Так же и в фильме: героиня достигает совершенной выразительности в позе смерти, в которой ее навечно запечатлевает художник, задушивший модель во время сеанса, чтобы найти абсолютную гармонию «движения в неподвижности».

Не ноги Веры Каралли, профессиональной балерины, играющей главную роль в фильме, но ее гибкие руки становятся основными инструментами выражения, следуя акценту, поставленному уже балетмейстером Михаилом Фокиным в его знаменитом хореографическом номере, на который ориентируется Бауэр. Женские руки, отделенные от тела, являются героине во сне и начинают жить устрашающей жизнью. Такой же выразительной подвижностью обладали и руки Веры Холодной, «гениальной натурщицы русского кино», которую Евгений Бауэр принуждал как можно меньше двигаться в кадре. Сценарист Александр Вознесенский вспоминал: «Когда впервые снималась Вера Холодная (в роли горничной), режиссер Бауэр обратил внимание владельца ателье на ее красивую внешность и выгодное отсутствие театральности и предложил ее „двинуть“. Подобрали сценарий (кажется, „Песнь торжествующей любви“), где содержание главной женской роли сводилось к тому, что красавица героиня должна была двигаться под гипнозом, то есть без всякой мимической и пластической экспрессии»[199]. Однако ломаные жесты (томления? отчаяния? скуки?) вытянутых гибких рук стали ее знаком, пародируемым несколькими годами позже в советском кино.

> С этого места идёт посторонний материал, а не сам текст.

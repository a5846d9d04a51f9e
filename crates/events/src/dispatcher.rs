//! Notification dispatch with bounded retry and dead-lettering.
//!
//! The dispatcher is the single place that knows the delivery policy:
//! template resolution, per-attempt timeouts, exponential backoff, and
//! what happens when a notification cannot be delivered. Senders stay
//! single-attempt; channels are added in the registry, not here.

use std::sync::Arc;
use std::time::Duration;

use crate::dead_letter::{DeadLetterError, DeadLetterSink, NewDeadLetter};
use crate::job::NotificationJob;
use crate::senders::SenderRegistry;
use crate::template::{TemplateError, TemplateStore};

/// Default number of retries after the initial attempt.
const DEFAULT_MAX_RETRY_ATTEMPTS: u32 = 3;

/// Default deadline for a single delivery attempt. An attempt that
/// exceeds it counts as a failed attempt.
const DEFAULT_ATTEMPT_TIMEOUT: Duration = Duration::from_secs(20);

/// Retry policy for notification delivery.
#[derive(Debug, Clone)]
pub struct DispatchPolicy {
    /// Retries after the initial attempt (so 3 means 4 attempts total).
    pub max_retry_attempts: u32,
    /// Deadline for each individual attempt.
    pub attempt_timeout: Duration,
}

impl Default for DispatchPolicy {
    fn default() -> Self {
        Self {
            max_retry_attempts: DEFAULT_MAX_RETRY_ATTEMPTS,
            attempt_timeout: DEFAULT_ATTEMPT_TIMEOUT,
        }
    }
}

/// Terminal result of dispatching one job.
#[derive(Debug, Clone, Copy, PartialEq, Eq)]
pub enum DispatchOutcome {
    /// Delivered on attempt `attempts` (1-based).
    Delivered { attempts: u32 },
    /// Exhausted retries or hit a configuration error; recorded as a
    /// dead letter.
    DeadLettered,
}

/// Errors that prevent the dispatcher from reaching a terminal outcome.
///
/// Delivery failures are not in here: those end in
/// [`DispatchOutcome::DeadLettered`]. These errors are transient
/// infrastructure failures; the caller should redeliver the job.
#[derive(Debug, thiserror::Error)]
pub enum DispatchError {
    #[error("Template lookup failed: {0}")]
    Template(#[from] sqlx::Error),

    #[error(transparent)]
    DeadLetter(#[from] DeadLetterError),
}

/// Dispatches notification jobs to their channel senders.
pub struct Dispatcher {
    registry: SenderRegistry,
    templates: Arc<dyn TemplateStore>,
    dead_letters: Arc<dyn DeadLetterSink>,
    policy: DispatchPolicy,
    /// Topic label recorded on dead letters, for manual triage.
    topic: String,
}

impl Dispatcher {
    pub fn new(
        registry: SenderRegistry,
        templates: Arc<dyn TemplateStore>,
        dead_letters: Arc<dyn DeadLetterSink>,
        policy: DispatchPolicy,
        topic: impl Into<String>,
    ) -> Self {
        Self {
            registry,
            templates,
            dead_letters,
            policy,
            topic: topic.into(),
        }
    }

    /// Drive one job to a terminal outcome.
    ///
    /// Configuration errors (unknown template, missing required field,
    /// unregistered channel) dead-letter immediately: retrying cannot fix
    /// them. Delivery failures retry with exponential backoff (2s, 4s,
    /// 8s, ...) up to the policy limit, then dead-letter with the last
    /// error.
    pub async fn dispatch(&self, job: &NotificationJob) -> Result<DispatchOutcome, DispatchError> {
        let body = match self.resolve_body(job).await {
            Ok(body) => body,
            Err(TemplateError::Db(e)) => return Err(DispatchError::Template(e)),
            Err(e) => {
                // Unknown template or missing field: a config error.
                return self.dead_letter(job, &e.to_string()).await;
            }
        };

        let Some(sender) = self.registry.get(job.channel) else {
            let reason = format!("No sender registered for channel {}", job.channel);
            return self.dead_letter(job, &reason).await;
        };

        let total_attempts = 1 + self.policy.max_retry_attempts;
        let mut last_error = String::new();

        for attempt in 1..=total_attempts {
            let result = tokio::time::timeout(
                self.policy.attempt_timeout,
                sender.send(&job.recipient, &job.subject, &body),
            )
            .await;

            match result {
                Ok(Ok(())) => {
                    tracing::info!(
                        channel = %job.channel,
                        recipient = %job.recipient,
                        attempt,
                        "Notification delivered"
                    );
                    return Ok(DispatchOutcome::Delivered { attempts: attempt });
                }
                Ok(Err(e)) => last_error = e.to_string(),
                Err(_) => {
                    last_error = format!(
                        "Delivery attempt timed out after {:?}",
                        self.policy.attempt_timeout
                    );
                }
            }

            tracing::warn!(
                channel = %job.channel,
                recipient = %job.recipient,
                attempt,
                error = %last_error,
                "Notification delivery attempt failed"
            );

            if attempt < total_attempts {
                tokio::time::sleep(Duration::from_secs(2u64.pow(attempt))).await;
            }
        }

        self.dead_letter(job, &last_error).await
    }

    /// Resolve the final body: the named template rendered with the
    /// job's params, or the job's own body when no template is requested.
    async fn resolve_body(&self, job: &NotificationJob) -> Result<String, TemplateError> {
        let Some(name) = &job.template_name else {
            return Ok(job.body.clone());
        };
        let template = self
            .templates
            .find_active(name, job.channel)
            .await?
            .ok_or_else(|| TemplateError::NotFound {
                name: name.clone(),
                channel: job.channel,
            })?;
        template.render(&job.template_params)
    }

    async fn dead_letter(
        &self,
        job: &NotificationJob,
        reason: &str,
    ) -> Result<DispatchOutcome, DispatchError> {
        self.dead_letters
            .record(NewDeadLetter {
                topic: self.topic.clone(),
                receiver: job.recipient.clone(),
                subject: job.subject.clone(),
                body: job.body.clone(),
                priority: job.priority.as_str().to_string(),
                error_message: reason.to_string(),
            })
            .await?;
        Ok(DispatchOutcome::DeadLettered)
    }
}

// ---------------------------------------------------------------------------
// Tests
// ---------------------------------------------------------------------------

#[cfg(test)]
mod tests {
    use super::*;
    use crate::job::{ChannelType, Priority};
    use crate::senders::{NotificationSender, SendError};
    use crate::template::{MemoryTemplateStore, Template};
    use async_trait::async_trait;
    use std::collections::HashMap;
    use std::sync::atomic::{AtomicU32, Ordering};
    use crate::dead_letter::MemoryDeadLetterSink;

    /// Fails the first `failures` attempts, then succeeds.
    struct FlakySender {
        failures: u32,
        calls: AtomicU32,
    }

    impl FlakySender {
        fn new(failures: u32) -> Self {
            Self {
                failures,
                calls: AtomicU32::new(0),
            }
        }
    }

    #[async_trait]
    impl NotificationSender for FlakySender {
        async fn send(&self, _: &str, _: &str, _: &str) -> Result<(), SendError> {
            let call = self.calls.fetch_add(1, Ordering::SeqCst) + 1;
            if call <= self.failures {
                Err(SendError::HttpStatus(503))
            } else {
                Ok(())
            }
        }
    }

    /// Never returns within any attempt deadline.
    struct StuckSender;

    #[async_trait]
    impl NotificationSender for StuckSender {
        async fn send(&self, _: &str, _: &str, _: &str) -> Result<(), SendError> {
            tokio::time::sleep(Duration::from_secs(3600)).await;
            Ok(())
        }
    }

    fn job(channel: ChannelType) -> NotificationJob {
        NotificationJob {
            channel,
            recipient: "oncall@clinic.example".to_string(),
            subject: "Pulse alert".to_string(),
            body: "Patient 7 pulse at 140".to_string(),
            priority: Priority::Critical,
            template_name: None,
            template_params: HashMap::new(),
        }
    }

    fn dispatcher(
        sender: Arc<dyn NotificationSender>,
        templates: MemoryTemplateStore,
    ) -> (Dispatcher, Arc<MemoryDeadLetterSink>) {
        let mut registry = SenderRegistry::new();
        registry.register(ChannelType::Email, sender);
        let sink = Arc::new(MemoryDeadLetterSink::new());
        let dispatcher = Dispatcher::new(
            registry,
            Arc::new(templates),
            sink.clone(),
            DispatchPolicy::default(),
            "alerts",
        );
        (dispatcher, sink)
    }

    #[tokio::test]
    async fn first_attempt_success_skips_retries() {
        let sender = Arc::new(FlakySender::new(0));
        let (dispatcher, sink) = dispatcher(sender.clone(), MemoryTemplateStore::new());

        let outcome = dispatcher.dispatch(&job(ChannelType::Email)).await.unwrap();

        assert_eq!(outcome, DispatchOutcome::Delivered { attempts: 1 });
        assert_eq!(sender.calls.load(Ordering::SeqCst), 1);
        assert!(sink.letters().is_empty());
    }

    #[tokio::test(start_paused = true)]
    async fn transient_failures_retry_with_backoff() {
        let sender = Arc::new(FlakySender::new(2));
        let (dispatcher, sink) = dispatcher(sender.clone(), MemoryTemplateStore::new());

        let outcome = dispatcher.dispatch(&job(ChannelType::Email)).await.unwrap();

        assert_eq!(outcome, DispatchOutcome::Delivered { attempts: 3 });
        assert_eq!(sender.calls.load(Ordering::SeqCst), 3);
        assert!(sink.letters().is_empty());
    }

    #[tokio::test(start_paused = true)]
    async fn exhausted_retries_dead_letter_with_last_error() {
        let sender = Arc::new(FlakySender::new(u32::MAX));
        let (dispatcher, sink) = dispatcher(sender.clone(), MemoryTemplateStore::new());

        let start = tokio::time::Instant::now();
        let outcome = dispatcher.dispatch(&job(ChannelType::Email)).await.unwrap();

        assert_eq!(outcome, DispatchOutcome::DeadLettered);
        // 1 initial attempt + 3 retries.
        assert_eq!(sender.calls.load(Ordering::SeqCst), 4);
        // Backoff of 2s, 4s and 8s before retries 2, 3 and 4; the attempts
        // themselves return instantly here.
        assert_eq!(start.elapsed(), Duration::from_secs(14));
        let letters = sink.letters();
        assert_eq!(letters.len(), 1);
        assert_eq!(letters[0].topic, "alerts");
        assert!(letters[0].error_message.contains("503"));
    }

    #[tokio::test(start_paused = true)]
    async fn slow_attempts_count_as_failures() {
        let (dispatcher, sink) = dispatcher(Arc::new(StuckSender), MemoryTemplateStore::new());

        let outcome = dispatcher.dispatch(&job(ChannelType::Email)).await.unwrap();

        assert_eq!(outcome, DispatchOutcome::DeadLettered);
        assert!(sink.letters()[0].error_message.contains("timed out"));
    }

    #[tokio::test]
    async fn unregistered_channel_dead_letters_without_attempting() {
        let sender = Arc::new(FlakySender::new(0));
        let (dispatcher, sink) = dispatcher(sender.clone(), MemoryTemplateStore::new());

        let outcome = dispatcher.dispatch(&job(ChannelType::Sms)).await.unwrap();

        assert_eq!(outcome, DispatchOutcome::DeadLettered);
        assert_eq!(sender.calls.load(Ordering::SeqCst), 0);
        assert!(sink.letters()[0].error_message.contains("sms"));
    }

    #[tokio::test]
    async fn unknown_template_dead_letters_immediately() {
        let sender = Arc::new(FlakySender::new(0));
        let (dispatcher, sink) = dispatcher(sender.clone(), MemoryTemplateStore::new());

        let mut job = job(ChannelType::Email);
        job.template_name = Some("missing-template".to_string());
        let outcome = dispatcher.dispatch(&job).await.unwrap();

        assert_eq!(outcome, DispatchOutcome::DeadLettered);
        assert_eq!(sender.calls.load(Ordering::SeqCst), 0);
        assert!(sink.letters()[0].error_message.contains("missing-template"));
    }

    #[tokio::test]
    async fn rendered_template_body_is_what_gets_sent() {
        struct CapturingSender(std::sync::Mutex<Vec<String>>);

        #[async_trait]
        impl NotificationSender for CapturingSender {
            async fn send(&self, _: &str, _: &str, body: &str) -> Result<(), SendError> {
                self.0.lock().unwrap().push(body.to_string());
                Ok(())
            }
        }

        let mut templates = MemoryTemplateStore::new();
        templates.insert(
            "pulse-alert",
            ChannelType::Email,
            Template {
                body: "Patient {patient} needs attention".to_string(),
                required_fields: vec!["patient".to_string()],
            },
        );
        let sender = Arc::new(CapturingSender(std::sync::Mutex::new(Vec::new())));
        let (dispatcher, _sink) = dispatcher(sender.clone(), templates);

        let mut job = job(ChannelType::Email);
        job.template_name = Some("pulse-alert".to_string());
        job.template_params = HashMap::from([("patient".to_string(), "7".to_string())]);
        dispatcher.dispatch(&job).await.unwrap();

        assert_eq!(
            sender.0.lock().unwrap().as_slice(),
            ["Patient 7 needs attention"]
        );
    }
}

Пародия салонной красавицы. Кадр из фильма «Конец Санкт-Петербурга». 1927


Фильм, возникший как механический способ анализа движения и интерпретированный как невербальный универсальный язык жестов, сохраняет в начале ХХ века архаические жесты театральной мелодрамы, передающие эмоции через условный код знаков. Демонстрируя асемантические техники тела современников, экран разрабатывает жестовую социально-групповую дифференциацию и становится учебником хорошего тона. Изменение телесного поведения вписано в роман карьеры или падения. Герои и героини из низших социальных слоев, меняя свое положение, отказываются от широкой амплитуды жеста, от касаний и перепроизводства движений и учатся большему контролю над телом.